Eu sei que hoje não é quarta, mas fim de semana passada eu tive uma gripe horrenda e tinha uns freelas pra entregar e é isso né, três dias atrasada, mas tá tudo bem, segue o jogo
Dez anos atrás, quando Girls estreou na televisão, eu corri para ver. Eu já tinha visto Tiny Furniture, o primeiro filme da Lena Dunham, e adorado e tudo no trailer parecia feito para mim. Eu acompanhei todas as temporadas, amei e odiei a série e ano passado, quando todos os textos sobre “os dez anos de Girls” começaram a aparecer eu decidi rever tudo.
Eu já escrevi para os assinantes pagos sobre essa revisita, sobre como eu reavaliei a série distante das think pieces da época e como ela me fez pensar sobre ser jovem e o que é que eu sentia tanta falta mesmo em ter 24 anos. Mas desde então, eu tenho pensado muito na personagem da Jessa e na minha identificação com ela e em tudo que o tempo me disse sobre isso.
Quando eu comecei a ver Girls, algo nela me atraiu e me pareceu familiar, mas também parecia egocêntrico que daquelas quatro personagens eu decidisse que a mais parecida comigo era a mais bonita e glamourosa, mesmo que insuportável. Todas elas eram insuportáveis, achar que você era a Jessa era só achar que sua insuportabilidade vinha num pacote mais bonito. Eu não queria ser essa pessoa, a que acha que seu jeito peculiar de ser insuportável é mais charmoso que os outros, e elaborar uma identificação com alguém com o rosto da Jemima Kirke só me pareceu uma projeção de quem eu queria ser, não de quem eu era, então eu fingi não ter notado isso. A Hannah era a escritora, a Hannah serviria como projeção das minhas questões. Claro, ela é a pior de todas, mas esse era um traço redentor, não? Me aceitar como a pior delas e não como alguém com algum traço positivo.

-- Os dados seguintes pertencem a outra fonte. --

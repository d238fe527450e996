mod common;

use std::sync::Arc;

use common::{
    doc_with_sections, engine_with, open_store, server_article, ScriptErr, ScriptedApi,
};
use serde_json::json;
use tempfile::tempdir;

use arbor::clock::ManualClock;
use arbor::doc::{extract_sections, flatten_structure};
use arbor::store::OpType;
use arbor::sync::wire::{
    CompactResponse, SnapshotResponse, SnapshotStatus, UpsertAck, UpsertResult,
};
use arbor::SyncEvent;

const T0: &str = "2024-06-01T00:00:00Z";

fn setup() -> (
    tempfile::TempDir,
    Arc<arbor::Store>,
    Arc<ScriptedApi>,
    Arc<ManualClock>,
    Arc<arbor::SyncEngine>,
) {
    let dir = tempdir().unwrap();
    let store = open_store(&dir);
    let api = ScriptedApi::new();
    let clock = Arc::new(ManualClock::new(1_000_000));
    let engine = engine_with(store.clone(), api.clone(), clock.clone());
    (dir, store, api, clock, engine)
}

/// Scenario E1: an offline edit flushes as compact-then-structure, and the
/// cache converges on the server's timestamps with the draft cleared.
#[tokio::test]
async fn offline_edit_flushes_in_order() {
    let (_dir, store, api, _clock, engine) = setup();
    let doc = doc_with_sections(&[("s1", "Hello", "world")]);
    store.cache_article(&server_article("a1", T0, Some(doc.clone()))).unwrap();

    let edited = doc_with_sections(&[("s1", "Hello v2", "world v2")]);
    engine.stage_local_doc("a1", &edited).unwrap();
    engine
        .enqueue_section_upsert(
            "a1",
            "s1",
            arbor::doc::heading_with_text("Hello v2"),
            arbor::doc::body_with_text("world v2"),
        )
        .unwrap();
    engine
        .enqueue_structure_snapshot("a1", flatten_structure(&edited))
        .unwrap();
    assert!(store.get_cached_article("a1").unwrap().unwrap().local_draft);

    let report = engine.flush_outbox_once().await.unwrap();
    assert_eq!(report.acked, 2);
    assert_eq!(report.conflicts, 0);

    // Compact first, snapshot strictly after.
    let calls = api.calls();
    let compact_at = calls.iter().position(|c| c == "compact:a1").unwrap();
    let snapshot_at = calls.iter().position(|c| c == "snapshot:a1").unwrap();
    assert!(compact_at < snapshot_at);

    let upsert_seq = api.compact_requests.lock().unwrap()[0].1.upserts[0].seq;
    assert_eq!(upsert_seq, 1);

    let got = store.get_cached_article("a1").unwrap().unwrap();
    assert!(!got.local_draft);
    assert!(got.updated_at > T0.to_string());
    assert_eq!(got.outline_structure_rev, 1);
    assert!(store.read_ops(50).unwrap().is_empty());
    let rows = extract_sections(&got.doc_json.unwrap());
    assert_eq!(rows[0].title, "Hello v2");
}

/// Scenario E2: a conflicting upsert is preserved as a sibling copy and
/// re-queued; subscribers hear about it.
#[tokio::test]
async fn conflict_materializes_a_copy() {
    let (_dir, store, api, _clock, engine) = setup();
    let doc = doc_with_sections(&[("s1", "Mine", "local body")]);
    store.cache_article(&server_article("a1", T0, Some(doc.clone()))).unwrap();
    let mut events = engine.subscribe();

    let op_id = engine
        .enqueue_section_upsert(
            "a1",
            "s1",
            arbor::doc::heading_with_text("Mine"),
            arbor::doc::body_with_text("local body"),
        )
        .unwrap();
    api.compact_script.lock().unwrap().push_back(Ok(CompactResponse {
        updated_at: "2024-06-01T00:05:00Z".into(),
        delete_acks: vec![],
        upsert_acks: vec![UpsertAck {
            op_id,
            section_id: "s1".into(),
            result: UpsertResult::Conflict,
        }],
    }));

    let report = engine.flush_outbox_once().await.unwrap();
    assert_eq!(report.conflicts, 1);

    // The copy sits right after the original, marked in the heading.
    let got = store.get_cached_article("a1").unwrap().unwrap();
    let rows = extract_sections(&got.doc_json.unwrap());
    assert_eq!(rows.len(), 2);
    assert_eq!(rows[0].section_id, "s1");
    let copy = &rows[1];
    assert_ne!(copy.section_id, "s1");
    assert!(copy.title.starts_with("Conflict copy: "), "{}", copy.title);
    assert!(copy.title.contains("Mine"));

    // The copy's sequence starts fresh.
    assert_eq!(
        store.current_section_seq("a1", &copy.section_id).unwrap(),
        Some(1)
    );

    let event = events.try_recv().ok().and_then(|e| match e {
        SyncEvent::OutlineSyncConflict {
            article_id,
            original_section_id,
            conflict_copy_section_id,
        } => Some((article_id, original_section_id, conflict_copy_section_id)),
        _ => None,
    });
    let (article_id, original, copy_id) = event.expect("conflict event");
    assert_eq!(article_id, "a1");
    assert_eq!(original, "s1");
    assert_eq!(copy_id, copy.section_id);
}

/// Scenario E3 (and boundary 14): a queued delete wins over a queued
/// upsert for the same section; the transport carries only the delete.
#[tokio::test]
async fn delete_beats_queued_upsert() {
    let (_dir, store, api, _clock, engine) = setup();
    let doc = doc_with_sections(&[("s1", "Doomed", ""), ("s2", "Stays", "")]);
    store.cache_article(&server_article("a1", T0, Some(doc))).unwrap();

    engine
        .enqueue_section_upsert(
            "a1",
            "s1",
            arbor::doc::heading_with_text("Doomed"),
            arbor::doc::body_with_text("edit"),
        )
        .unwrap();
    engine
        .enqueue_delete_sections("a1", vec!["s1".into()])
        .unwrap();

    engine.flush_outbox_once().await.unwrap();

    let reqs = api.compact_requests.lock().unwrap();
    assert_eq!(reqs.len(), 1);
    let (_, req) = &reqs[0];
    assert!(req.upserts.is_empty());
    assert_eq!(req.deletes.len(), 1);
    assert_eq!(req.deletes[0].section_ids, vec!["s1".to_string()]);
    drop(reqs);

    assert!(store.read_ops(50).unwrap().is_empty());
    let got = store.get_cached_article("a1").unwrap().unwrap();
    let ids: Vec<String> = extract_sections(&got.doc_json.unwrap())
        .into_iter()
        .map(|r| r.section_id)
        .collect();
    assert_eq!(ids, vec!["s2"]);
}

/// Scenario E4: a stale structure snapshot stays queued and resends with
/// the refreshed base revision.
#[tokio::test]
async fn stale_structure_retries_after_refresh() {
    let (_dir, store, api, clock, engine) = setup();
    let doc = doc_with_sections(&[("s1", "x", "")]);
    let mut art = server_article("a1", T0, Some(doc.clone()));
    art.outline_structure_rev = 7;
    store.cache_article(&art).unwrap();

    engine
        .enqueue_structure_snapshot("a1", flatten_structure(&doc))
        .unwrap();
    api.snapshot_script.lock().unwrap().push_back(Ok(SnapshotResponse {
        status: SnapshotStatus::Stale,
        updated_at: None,
        new_structure_rev: None,
        current_structure_rev: Some(9),
    }));

    engine.flush_outbox_once().await.unwrap();
    assert_eq!(api.snapshot_requests.lock().unwrap()[0].1.base_structure_rev, Some(7));
    let ops = store.read_ops(50).unwrap();
    assert_eq!(ops.len(), 1, "stale snapshot stays queued");
    assert_eq!(ops[0].attempts, 1);

    // A pull refreshes the local revision (same updatedAt: draftless
    // accept path), then the next flush resends and succeeds.
    let mut refreshed = server_article("a1", "2024-06-01T00:06:00Z", Some(doc));
    refreshed.outline_structure_rev = 9;
    store.cache_article(&refreshed).unwrap();

    clock.advance(10_000);
    engine.flush_outbox_once().await.unwrap();
    let reqs = api.snapshot_requests.lock().unwrap();
    assert_eq!(reqs.len(), 2);
    assert_eq!(reqs[1].1.base_structure_rev, Some(9));
    drop(reqs);
    assert!(store.read_ops(50).unwrap().is_empty());
    assert_eq!(
        store.get_cached_article("a1").unwrap().unwrap().outline_structure_rev,
        10
    );
}

/// Boundary 13: flushing while offline has no transport side effects.
#[tokio::test]
async fn offline_flush_is_inert() {
    let (_dir, store, api, _clock, engine) = setup();
    engine
        .enqueue_section_upsert(
            "a1",
            "s1",
            arbor::doc::heading_with_text("x"),
            arbor::doc::body_with_text(""),
        )
        .unwrap();
    engine.set_online(false);

    let report = engine.flush_outbox_once().await.unwrap();
    assert!(report.skipped_offline);
    assert!(api.calls().is_empty());
    assert_eq!(store.read_ops(50).unwrap().len(), 1);
}

#[tokio::test]
async fn retryable_failure_stops_the_pass_and_keeps_ops() {
    let (_dir, store, api, _clock, engine) = setup();
    store
        .cache_article(&server_article("a1", T0, Some(doc_with_sections(&[("s1", "x", "")]))))
        .unwrap();
    engine
        .enqueue_section_upsert(
            "a1",
            "s1",
            arbor::doc::heading_with_text("x"),
            arbor::doc::body_with_text("y"),
        )
        .unwrap();
    api.compact_script
        .lock()
        .unwrap()
        .push_back(Err(ScriptErr::Retryable));

    let report = engine.flush_outbox_once().await.unwrap();
    assert!(report.stopped_retryable);
    let ops = store.read_ops(50).unwrap();
    assert_eq!(ops.len(), 1);
    assert_eq!(ops[0].attempts, 1);
    assert!(ops[0].last_error.is_some());
}

#[tokio::test]
async fn auth_failure_blocks_the_queue_and_emits() {
    let (_dir, store, api, _clock, engine) = setup();
    let mut events = engine.subscribe();
    engine
        .enqueue_section_upsert(
            "a1",
            "s1",
            arbor::doc::heading_with_text("x"),
            arbor::doc::body_with_text(""),
        )
        .unwrap();
    api.compact_script
        .lock()
        .unwrap()
        .push_back(Err(ScriptErr::Auth));

    let report = engine.flush_outbox_once().await.unwrap();
    assert!(report.auth_required);
    assert_eq!(store.read_ops(50).unwrap().len(), 1);
    assert!(matches!(events.try_recv(), Ok(SyncEvent::AuthRequired)));
}

#[tokio::test]
async fn gone_target_drops_the_ops_silently() {
    let (_dir, store, api, _clock, engine) = setup();
    engine
        .enqueue_section_upsert(
            "a1",
            "s1",
            arbor::doc::heading_with_text("x"),
            arbor::doc::body_with_text(""),
        )
        .unwrap();
    api.compact_script
        .lock()
        .unwrap()
        .push_back(Err(ScriptErr::Gone));

    let report = engine.flush_outbox_once().await.unwrap();
    assert_eq!(report.dropped, 1);
    assert!(store.read_ops(50).unwrap().is_empty());
}

/// The per-article throttle defers a second flush entry inside the
/// 2-second window.
#[tokio::test]
async fn per_article_flush_entries_are_throttled() {
    let (_dir, store, api, clock, engine) = setup();
    store
        .cache_article(&server_article("a1", T0, Some(doc_with_sections(&[("s1", "x", "")]))))
        .unwrap();
    engine
        .enqueue_section_upsert(
            "a1",
            "s1",
            arbor::doc::heading_with_text("one"),
            arbor::doc::body_with_text(""),
        )
        .unwrap();
    engine.flush_outbox_once().await.unwrap();
    assert_eq!(api.compact_requests.lock().unwrap().len(), 1);

    engine
        .enqueue_section_upsert(
            "a1",
            "s1",
            arbor::doc::heading_with_text("two"),
            arbor::doc::body_with_text(""),
        )
        .unwrap();
    engine.flush_outbox_once().await.unwrap();
    assert_eq!(
        api.compact_requests.lock().unwrap().len(),
        1,
        "second entry inside the window must wait"
    );

    clock.advance(2_100);
    engine.flush_outbox_once().await.unwrap();
    assert_eq!(api.compact_requests.lock().unwrap().len(), 2);
}

/// Non-outline tree ops drain one at a time after outline work.
#[tokio::test]
async fn article_ops_drain_after_outline_work() {
    let (_dir, store, api, _clock, engine) = setup();
    engine
        .enqueue_article_op(OpType::IndentArticle, "a1", json!({ "levels": 1 }))
        .unwrap();
    engine
        .enqueue_article_op(OpType::MoveArticleUp, "a2", json!({ "direction": "up" }))
        .unwrap();

    let report = engine.flush_outbox_once().await.unwrap();
    assert_eq!(report.acked, 2);
    let calls = api.calls();
    assert!(calls.contains(&"tree_op:a1:indent".to_string()));
    assert!(calls.contains(&"tree_op:a2:move".to_string()));
    assert!(store.read_ops(50).unwrap().is_empty());
}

Dez anos se passaram, minha carreira de escritora andou tão aos tropeços quanto as da Hannah (que com certeza teria um substack hoje em dia) e aos 33 eu liguei o primeiro episódio de Girls de novo. E lá estava ela, aquela personagem com a estética que diz “eu sou boêmia e intelectual", com os cigarros, o sotaque indecifrável, sempre chegando de Paris e forçando os outros a prestarem atenção nela porque ela está sempre no meio de derrubar tudo em volta e fazer os outros pegarem os vasos antes de cair. Sempre atrasada para o próprio aborto. Sempre criando algum tipo de caos que impede as coisas de seguirem o rumo que deveriam. Eu conhecia aquela personagem. Eu era aquela personagem.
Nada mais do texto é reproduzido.